Pour Nicols Demorand de Libération, « François Hollande a marqué des points face à un Nicolas Sarkozy bagarreur. Il n’a pas esquivé, loin de là, n’hésitant pas à faire monter la pression et à attaquer aussi ».
Renaud Dély du Nouvel Observateur abonde dans le sens de son confrère en estimant que « le candidat socialiste a largement dominé le débat dans lequel Nicolas Sarkozy semblait lesté du poids de son bilan ».
L’éditorialiste du Figaro Paul-Henri du Limbert considère pour sa part que ce débat était un duel entre « un ancien et un moderne », François Hollande étant le premier et Nicolas Sarkozy le second. « Tous les dirigeants européens, depuis 2008, ont perdu lors d’un scrutin majeur. Mais ils n’avaient pas face à eux un François Hollande au langage daté et une gauche disparate.
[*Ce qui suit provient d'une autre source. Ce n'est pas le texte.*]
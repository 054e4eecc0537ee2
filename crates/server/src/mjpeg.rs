use std::sync::atomic::{AtomicU32, AtomicU64, Ordering};
use std::sync::{Arc, Mutex};

use axum::body::Body;
use axum::http::header::{self, HeaderValue};
use axum::response::Response;
use bytes::{BufMut, Bytes, BytesMut};
use futures::SinkExt;
use tokio::sync::broadcast;
use tokio::time::{Duration, Instant};
use tracing::warn;

const BOUNDARY: &str = "frame";

/// MJPEG knobs adjustable at runtime through `/api/config`, read lock-free
/// by the stream and the preview encoder.
#[derive(Debug)]
pub struct MjpegTuning {
    interval_ms: AtomicU64,
    quality: AtomicU32,
    default_interval_ms: u64,
    default_quality: u32,
}

impl MjpegTuning {
    pub fn new(interval_ms: u64, quality: u32) -> Self {
        Self {
            interval_ms: AtomicU64::new(interval_ms),
            quality: AtomicU32::new(quality),
            default_interval_ms: interval_ms,
            default_quality: quality,
        }
    }

    pub fn interval_ms(&self) -> u64 {
        self.interval_ms.load(Ordering::Relaxed)
    }

    pub fn quality(&self) -> u32 {
        self.quality.load(Ordering::Relaxed)
    }

    pub fn set(&self, interval_ms: Option<u64>, quality: Option<u32>) {
        if let Some(i) = interval_ms {
            self.interval_ms.store(i, Ordering::Relaxed);
        }
        if let Some(q) = quality {
            self.quality.store(q, Ordering::Relaxed);
        }
    }

    /// Restore the values captured from the environment at startup.
    pub fn reset(&self) {
        self.interval_ms.store(self.default_interval_ms, Ordering::Relaxed);
        self.quality.store(self.default_quality, Ordering::Relaxed);
    }
}

struct StreamState {
    last: Option<Bytes>,
    last_push: Option<Instant>,
}

/// Broadcasts JPEG frames to any number of HTTP subscribers.
///
/// Publishes are throttled to the tuned minimum interval: a throttled frame
/// replaces `last` (so keepalives and new subscribers see it) but is not
/// broadcast. Delivery never blocks the publisher; a slow subscriber drops
/// old frames instead.
pub struct Stream {
    tx: broadcast::Sender<Bytes>,
    state: Mutex<StreamState>,
    tuning: Arc<MjpegTuning>,
}

impl Stream {
    pub fn new(tuning: Arc<MjpegTuning>) -> Self {
        let (tx, _) = broadcast::channel(4);
        Self {
            tx,
            state: Mutex::new(StreamState { last: None, last_push: None }),
            tuning,
        }
    }

    pub fn publish(&self, frame: Bytes) {
        self.publish_at(frame, Instant::now());
    }

    fn publish_at(&self, frame: Bytes, now: Instant) {
        let min_interval = Duration::from_millis(self.tuning.interval_ms());
        let mut state = self.state.lock().unwrap_or_else(|e| e.into_inner());

        if !min_interval.is_zero() {
            if let Some(last_push) = state.last_push {
                if now.duration_since(last_push) < min_interval {
                    state.last = Some(frame);
                    return;
                }
            }
        }

        state.last = Some(frame.clone());
        state.last_push = Some(now);
        drop(state);
        let _ = self.tx.send(frame);
    }

    fn last_frame(&self) -> Option<Bytes> {
        self.state.lock().unwrap_or_else(|e| e.into_inner()).last.clone()
    }

    /// Serve `multipart/x-mixed-replace` to one HTTP client. The last frame
    /// is replayed immediately, then live frames as they are broadcast, with
    /// a 1 s keepalive re-sending the last frame during quiet periods.
    pub fn serve(self: Arc<Self>) -> Response {
        let stream = self;
        let mut rx = stream.tx.subscribe();
        let (mut body_tx, body_rx) =
            futures::channel::mpsc::channel::<std::result::Result<Bytes, std::convert::Infallible>>(4);

        tokio::spawn(async move {
            if let Some(frame) = stream.last_frame() {
                if body_tx.send(Ok(encode_part(&frame))).await.is_err() {
                    return;
                }
            }
            let mut keepalive = tokio::time::interval(Duration::from_secs(1));
            keepalive.tick().await; // consume the immediate first tick
            loop {
                tokio::select! {
                    received = rx.recv() => match received {
                        Ok(frame) => {
                            if body_tx.send(Ok(encode_part(&frame))).await.is_err() {
                                return;
                            }
                        }
                        Err(broadcast::error::RecvError::Lagged(_)) => continue,
                        Err(broadcast::error::RecvError::Closed) => return,
                    },
                    _ = keepalive.tick() => {
                        if let Some(frame) = stream.last_frame() {
                            if body_tx.send(Ok(encode_part(&frame))).await.is_err() {
                                return;
                            }
                        }
                    }
                }
            }
        });

        let mut response = Response::new(Body::from_stream(body_rx));
        let headers = response.headers_mut();
        headers.insert(
            header::CONTENT_TYPE,
            HeaderValue::from_static("multipart/x-mixed-replace; boundary=frame"),
        );
        headers.insert(
            header::CACHE_CONTROL,
            HeaderValue::from_static("no-cache, no-store, must-revalidate"),
        );
        headers.insert(header::PRAGMA, HeaderValue::from_static("no-cache"));
        response
    }
}

fn encode_part(jpg: &Bytes) -> Bytes {
    let mut part = BytesMut::with_capacity(jpg.len() + 96);
    part.put_slice(format!("\r\n--{BOUNDARY}\r\n").as_bytes());
    part.put_slice(b"Content-Type: image/jpeg\r\n");
    part.put_slice(format!("Content-Length: {}\r\n\r\n", jpg.len()).as_bytes());
    part.put_slice(jpg);
    part.freeze()
}

/// Encode a packed RGB24 buffer as JPEG at the given quality (1-100; out of
/// range falls back to 60).
pub fn encode_rgb_to_jpeg(rgb: &[u8], width: u32, height: u32, quality: u32) -> Vec<u8> {
    let quality = if quality == 0 || quality > 100 { 60 } else { quality } as u8;
    let mut out = Vec::new();
    let mut encoder = image::codecs::jpeg::JpegEncoder::new_with_quality(&mut out, quality);
    if let Err(e) = encoder.encode(rgb, width, height, image::ColorType::Rgb8) {
        warn!("jpeg encode failed: {e}");
        return Vec::new();
    }
    out
}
C’est cette différence majeure qui donne une lueur d’espoir à Nicolas Sarkozy pour dimanche prochain ».
« Nicolas Sarkozy s’est révélé pugnace, obligeant souvent François Hollande a adopter une position défensive sur ses propositions sans que celui-ci arrive au même exercice à propos du bilan du président sortant » estime François Ernenwein, éditorialiste de la Croix. « Le chef de l’Etat a certainement marqué des points, mais sa domination n’a pas été assez décisive pour inverser la tendance » ajoute-t-il.